PRIME SSF is the next generation C++ implementation of the
Scalable Simulation Framework (SSF). It follows the design of DaSSF
(or Dartmouth Scalable Simulation Framework) developed at Dartmouth
College, and iSSF
developed at the University of Illinois, Urbana-Champaign, primarily
by the same author.
PRIME SSF can choose to use libSynk
for synchronization between SSF instances running on
distributed-memory machines for parallel and distributed
discrete-event simulation. libSynk was written by Kalyan Perumalla
when at Georgia Tech.
PRIME SSF uses METIS, the
graph partitioner by George Karypis at the University of Minnesota,
for partitioning simulation models specified in Domain Modeling
Language (DML).
PRIME SSF uses two modules from the Boost library. One is the
serialization library written by Robert Ramey, which is expected to be
used by models that contain significant serialization code. The other
is the random number generators that are included as part of the PRIME
RNG library.
PRIME SSF also uses the random number generators in the SPRNG (Scalable Parallel Random
Number Generators) library. SPRNG is a project at the Florida State
University and SPRNG library is distributed by NCSA.
The multi-threading approach in PRIME SSF is inspired from the Cilk project at MIT.

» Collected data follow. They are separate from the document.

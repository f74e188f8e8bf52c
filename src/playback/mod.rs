//! Playback buffering.
//!
//! - [`FrameRingBuffer`]: fixed-capacity queue that decouples frame
//!   production from consumption; never blocks either side
//! - [`BlockPrefetcher`]: background task that fills the ring with
//!   contiguous block reads ahead of the playback cursor
//!
//! # Example
//!
//! ```ignore
//! let ring = Arc::new(FrameRingBuffer::new(64));
//! let mut prefetcher = BlockPrefetcher::new(Handle::current(), source, ring.clone(), PrefetchConfig::default());
//! prefetcher.start(current_t, t_max, z, true);
//!
//! // Playback timer tick
//! match ring.pop() {
//!     ReadResult::Ready(frame) => show(frame),
//!     ReadResult::NotReady => {} // underrun: keep the last frame on screen
//! }
//!
//! // User scrubbed
//! prefetcher.request_jump(new_t, t_max, z, true);
//! ```

mod prefetch;
mod ring;

pub use prefetch::{
    BlockPrefetcher, FrameSource, PixelFrameSource, PrefetchConfig, DEFAULT_PREFETCH_BLOCK_SIZE,
    DEFAULT_PREFETCH_MAX_INFLIGHT, DEFAULT_RING_CAPACITY,
};
pub use ring::{FrameRingBuffer, PushOutcome, ReadResult, RingStats, SequencedFrame};
use std::fmt;

use serde::Serialize;

/// Cache performance counters.
///
/// Lives as long as the cache. [`ProjectionCache::clear`] leaves it alone;
/// only [`ProjectionCache::reset_stats`] zeroes the counters.
///
/// [`ProjectionCache::clear`]: super::ProjectionCache::clear
/// [`ProjectionCache::reset_stats`]: super::ProjectionCache::reset_stats
#[derive(Debug, Clone, Default, PartialEq, Eq, Serialize)]
pub struct CacheTelemetry {
    pub hit_count: u64,
    pub miss_count: u64,

    /// Entries evicted by budget enforcement, both pools
    pub eviction_count: u64,

    /// Bytes reclaimed by budget enforcement
    pub bytes_evicted: u64,

    /// Subset of `eviction_count` taken from the pyramid pool
    pub pyramid_evictions: u64,

    /// Entries refused because they exceed their pool budget
    pub rejected_count: u64,

    /// Set while usage is at or above 90% of the budget
    pub warned_at_90pct: bool,
}

impl CacheTelemetry {
    /// Hits over lookups, `0.0` when nothing was looked up yet.
    pub fn hit_ratio(&self) -> f64 {
        let total = self.hit_count + self.miss_count;
        if total == 0 {
            0.0
        } else {
            self.hit_count as f64 / total as f64
        }
    }

    /// Zero every counter. The warning flag tracks live usage and is kept.
    pub(crate) fn reset_counters(&mut self) {
        *self = Self {
            warned_at_90pct: self.warned_at_90pct,
            ..Self::default()
        };
    }
}

/// Occupancy snapshot for status display.
#[derive(Debug, Clone, Copy, PartialEq, Eq, Serialize)]
pub struct CacheStats {
    pub used_bytes: usize,
    pub budget_bytes: usize,
    pub full_entries: usize,
    pub pyramid_entries: usize,
}

impl CacheStats {
    pub fn entries(&self) -> usize {
        self.full_entries + self.pyramid_entries
    }
}

/// Payload of the budget-pressure callback.
#[derive(Debug, Clone, Copy, PartialEq, Serialize)]
pub struct BudgetWarning {
    pub used_bytes: usize,
    pub budget_bytes: usize,
    pub percent: f64,
}

impl fmt::Display for BudgetWarning {
    fn fmt(&self, f: &mut fmt::Formatter<'_>) -> fmt::Result {
        write!(
            f,
            "Cache at {:.1}% of budget ({}/{} bytes)",
            self.percent, self.used_bytes, self.budget_bytes
        )
    }
}
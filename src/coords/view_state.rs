use super::transform::{
    canvas_to_display, crop_rect_intersection, display_to_canvas, display_to_full,
    full_to_display, roi_rect_in_display_coords, CropRect, DownsampleFactor, ImageShape, Rect,
};

/// Immutable snapshot of the view geometry: crop window plus downsampling.
///
/// A new snapshot is built on every pan, zoom or scrub and passed by value,
/// so no coordinate state is ever shared or locked.
#[derive(Debug, Clone, Copy, PartialEq, Default)]
pub struct ViewState {
    pub crop: CropRect,
    pub downsample: DownsampleFactor,
}

impl ViewState {
    pub fn new(crop: CropRect, downsample: DownsampleFactor) -> Self {
        Self { crop, downsample }
    }

    /// Whole image, no downsampling.
    pub fn full_image(shape: ImageShape) -> Self {
        Self::new(Rect::full(shape), DownsampleFactor::ONE)
    }

    /// Same downsampling, crop clipped to the image bounds.
    pub fn clipped_to(&self, shape: ImageShape) -> Self {
        Self::new(crop_rect_intersection(self.crop, shape), self.downsample)
    }

    /// Map a view-surface click `(x, y)` to full-resolution `(y, x)`.
    pub fn canvas_to_full(&self, x_canvas: f64, y_canvas: f64) -> (f64, f64) {
        let (y_disp, x_disp) = canvas_to_display(x_canvas, y_canvas);
        display_to_full(y_disp, x_disp, self.crop, self.downsample)
    }

    /// Map a full-resolution `(y, x)` to view-surface `(x, y)`.
    pub fn full_to_canvas(&self, y_full: f64, x_full: f64) -> (f64, f64) {
        let (y_disp, x_disp) = full_to_display(y_full, x_full, self.crop, self.downsample);
        display_to_canvas(y_disp, x_disp)
    }

    /// Project a full-resolution ROI into display space.
    pub fn project_roi(&self, roi: Rect) -> Rect {
        roi_rect_in_display_coords(roi, self.crop, self.downsample)
    }
}
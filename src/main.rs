//! viewcore - simulated viewer sessions.
//!
//! This binary drives the library against an in-memory image stack so the
//! job pool, projection cache and prefetcher can be exercised and profiled
//! without a GUI.

use clap::Parser;
use std::process::ExitCode;
use std::sync::atomic::{AtomicUsize, Ordering};
use std::sync::Arc;
use std::time::Duration;
use tracing::{debug, error, info, warn};
use tracing_subscriber::{layer::SubscriberExt, util::SubscriberInitExt};

use viewcore::{
    config::{Cli, Command, CoreConfig, PanArgs, PlaybackArgs},
    BlockPrefetcher, ControlQueue, CropRect, DownsampleFactor, FrameRingBuffer, ImageFrame,
    ImageShape, JobError, JobGuard, JobManager, MemorySource, PixelFrameSource, ProjectionCache,
    PyramidLevelSelector, ReadResult, SequencedFrame, ViewKind, ViewLookup, ViewRequest,
    ViewService, ViewSink, ViewState,
};

/// Image id of the simulated stack.
const IMAGE_ID: u64 = 1;

/// Upper bound on how long the pan session waits for outstanding renders.
const SETTLE_TIMEOUT: Duration = Duration::from_secs(30);

/// Display interval of the simulated playback clock.
const FRAME_INTERVAL: Duration = Duration::from_millis(5);

#[tokio::main]
async fn main() -> ExitCode {
    let cli = Cli::parse();

    init_logging(cli.command.core().verbose);

    if let Err(e) = cli.command.core().validate() {
        error!("Configuration error: {}", e);
        return ExitCode::FAILURE;
    }
    log_config(cli.command.core());

    match cli.command {
        Command::Pan(args) => run_pan(args).await,
        Command::Playback(args) => run_playback(args).await,
    }
}

/// Initialize the tracing/logging subsystem.
fn init_logging(verbose: bool) {
    let env_filter = if verbose {
        "viewcore=debug"
    } else {
        "viewcore=info"
    };

    tracing_subscriber::registry()
        .with(
            tracing_subscriber::EnvFilter::try_from_default_env()
                .unwrap_or_else(|_| env_filter.into()),
        )
        .with(tracing_subscriber::fmt::layer())
        .init();
}

fn log_config(config: &CoreConfig) {
    info!("Configuration:");
    info!("  Workers: {}", config.workers);
    info!(
        "  Cache: {} MiB ({:.0}% pyramid)",
        config.cache_budget_mb,
        config.pyramid_share * 100.0
    );
    info!(
        "  Playback: ring {} frames, blocks of {} x {}",
        config.ring_capacity, config.prefetch_block_size, config.prefetch_max_inflight
    );
    match config.render_timeout() {
        Some(timeout) => info!("  Render timeout: {:?}", timeout),
        None => info!("  Render timeout: none"),
    }
}

/// Build the in-memory stack both sessions play against.
fn simulated_source(image_size: u32, frames: u64) -> MemorySource {
    let source = MemorySource::new();
    source.insert_with(
        IMAGE_ID,
        ImageShape::new(image_size, image_size),
        frames,
        1,
        |t, _, y, x| ((u64::from(x) + u64::from(y) + t * 7) % 256) as f32,
    );
    source
}

/// Print a serializable snapshot as pretty JSON.
fn print_json(value: &serde_json::Value) -> ExitCode {
    match serde_json::to_string_pretty(value) {
        Ok(json) => {
            println!("{}", json);
            ExitCode::SUCCESS
        }
        Err(e) => {
            error!("Failed to serialize report: {}", e);
            ExitCode::FAILURE
        }
    }
}

// =============================================================================
// Pan Command
// =============================================================================

/// Counts repaints requested by the view pipeline.
#[derive(Default)]
struct RepaintCounter {
    ready: AtomicUsize,
    failed: AtomicUsize,
}

impl ViewSink for RepaintCounter {
    fn view_ready(&self, request: &ViewRequest, frame: &ImageFrame) {
        self.ready.fetch_add(1, Ordering::Relaxed);
        debug!(
            kind = %request.kind,
            t = request.t,
            height = frame.height(),
            width = frame.width(),
            "Repaint"
        );
    }

    fn view_failed(&self, request: &ViewRequest, error: &JobError) {
        self.failed.fetch_add(1, Ordering::Relaxed);
        warn!(kind = %request.kind, t = request.t, error = %error, "Render failed");
    }
}

async fn run_pan(args: PanArgs) -> ExitCode {
    let config = &args.core;
    let size = args.image_size.max(2);
    let shape = ImageShape::new(size, size);
    let source = Arc::new(simulated_source(size, args.frames.max(1)));

    let cache = Arc::new(ProjectionCache::with_pyramid_share(
        config.cache_budget_bytes(),
        config.pyramid_share,
    ));
    cache.set_warning_callback(|warning| info!(percent = warning.percent, "Cache pressure"));

    let mut control = ControlQueue::new();
    let jobs = JobManager::new(
        tokio::runtime::Handle::current(),
        config.workers,
        Arc::new(JobGuard::new()),
        control.poster(),
    );
    let sink = Arc::new(RepaintCounter::default());
    let mut service = ViewService::new(source, cache.clone(), jobs, sink.clone());
    if let Some(timeout) = config.render_timeout() {
        service = service.with_render_timeout(timeout);
    }

    let mut selector = PyramidLevelSelector::default();
    let mut immediate = 0usize;
    let half = f64::from(size) / 2.0;
    let steps = args.steps.max(1);

    info!("");
    info!("Simulating {} pan steps over a {}x{} stack", steps, size, size);

    // Walk the crop diagonally while cycling zoom, then walk back so the
    // return trip is served from the cache.
    let path: Vec<u32> = (0..steps).chain((0..steps).rev()).collect();
    for (i, &step) in path.iter().enumerate() {
        let offset = half * f64::from(step) / f64::from(steps);
        let ds = f64::from(1u32 << (step % 3));
        let view = ViewState::new(
            CropRect::new(offset, offset, half, half),
            DownsampleFactor::saturating(ds),
        );
        let level = selector.select(1.0 / ds);

        let t = u64::from(step) % args.frames.max(1);
        let mut requests = vec![ViewRequest::frame(IMAGE_ID, t, 0, view)];
        if step % 4 == 0 {
            requests.push(ViewRequest::projection(IMAGE_ID, ViewKind::Mean, 0, view));
        }

        for request in requests {
            match service.request_view(request) {
                Ok(ViewLookup::Ready(_)) => immediate += 1,
                Ok(ViewLookup::Pending(handle)) => {
                    debug!(step = i, job_id = %handle.job_id(), level, "Render submitted");
                }
                Err(e) => warn!(step = i, error = %e, "View request rejected"),
            }
        }

        // One event-loop turn per step.
        control.drain();
        tokio::task::yield_now().await;
    }

    let settled = tokio::time::timeout(SETTLE_TIMEOUT, async {
        while service.jobs().in_flight() > 0 {
            control.run_next().await;
        }
    })
    .await;
    if settled.is_err() {
        warn!("Renders still outstanding after {:?}", SETTLE_TIMEOUT);
    }

    let report = serde_json::json!({
        "image": { "height": shape.height, "width": shape.width, "frames": args.frames },
        "steps": path.len(),
        "served_from_cache": immediate,
        "repaints": sink.ready.load(Ordering::Relaxed),
        "failures": sink.failed.load(Ordering::Relaxed),
        "telemetry": cache.telemetry(),
        "stats": cache.stats(),
    });
    print_json(&report)
}

// =============================================================================
// Playback Command
// =============================================================================

async fn run_playback(args: PlaybackArgs) -> ExitCode {
    let config = &args.core;
    let size = args.image_size.max(1);
    let frames = args.frames.max(1);
    let pixels = Arc::new(simulated_source(size, frames));

    let ring = Arc::new(FrameRingBuffer::new(config.ring_capacity));
    let mut prefetcher = BlockPrefetcher::new(
        tokio::runtime::Handle::current(),
        Arc::new(PixelFrameSource::new(pixels, IMAGE_ID)),
        ring.clone(),
        config.prefetch_config(),
    );

    info!("");
    info!(
        "Playing {} frames of a {}-frame stack (looping: {})",
        args.play, frames, args.looping
    );

    // Frame 0 is on screen; prefetch from frame 1.
    prefetcher.start(0, frames - 1, 0, args.looping);

    let mut clock = tokio::time::interval(FRAME_INTERVAL);
    let mut last: Option<SequencedFrame<ImageFrame>> = None;
    let mut played = 0u64;
    let mut discontinuities = 0u64;
    let mut jumped = false;
    let max_ticks = args.play.saturating_mul(50).max(100);

    for _ in 0..max_ticks {
        if played >= args.play {
            break;
        }
        clock.tick().await;

        // Seek to the middle of the timeline once, halfway through.
        if !jumped && played >= args.play / 2 && frames > 2 {
            jumped = true;
            info!(target_t = frames / 2, "Seeking");
            prefetcher.request_jump(frames / 2, frames - 1, 0, args.looping);
            last = None;
            continue;
        }

        match ring.pop() {
            ReadResult::Ready(frame) => {
                if let Some(prev) = &last {
                    if !frame.follows(prev) {
                        discontinuities += 1;
                        debug!(prev = prev.sequence, next = frame.sequence, "Discontinuity");
                    }
                }
                played += 1;
                last = Some(frame);
            }
            ReadResult::NotReady => {
                let at_end = last.as_ref().is_some_and(|f| f.sequence + 1 >= frames);
                if !args.looping && at_end {
                    info!("Reached end of timeline");
                    break;
                }
            }
        }
    }

    prefetcher.stop().await;

    let report = serde_json::json!({
        "played": played,
        "discontinuities": discontinuities,
        "last_sequence": last.map(|f| f.sequence),
        "ring": ring.stats(),
        "fill_level": ring.fill_level(),
    });
    print_json(&report)
}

PRIME SSFNet is ported directly from the iSSFNet simulator,
part of the MOSES project by
Professor David Nicol's research group at the University of Illinois
at Urbana-Champaign. The iSSFNet simulator was derived originally from
the DaSSFNet
simulator from Dartmouth College.
The network emulation infrastructure in PRIME SSFNet is based
on OpenVPN, a public-domain
implementation of virtual private networks.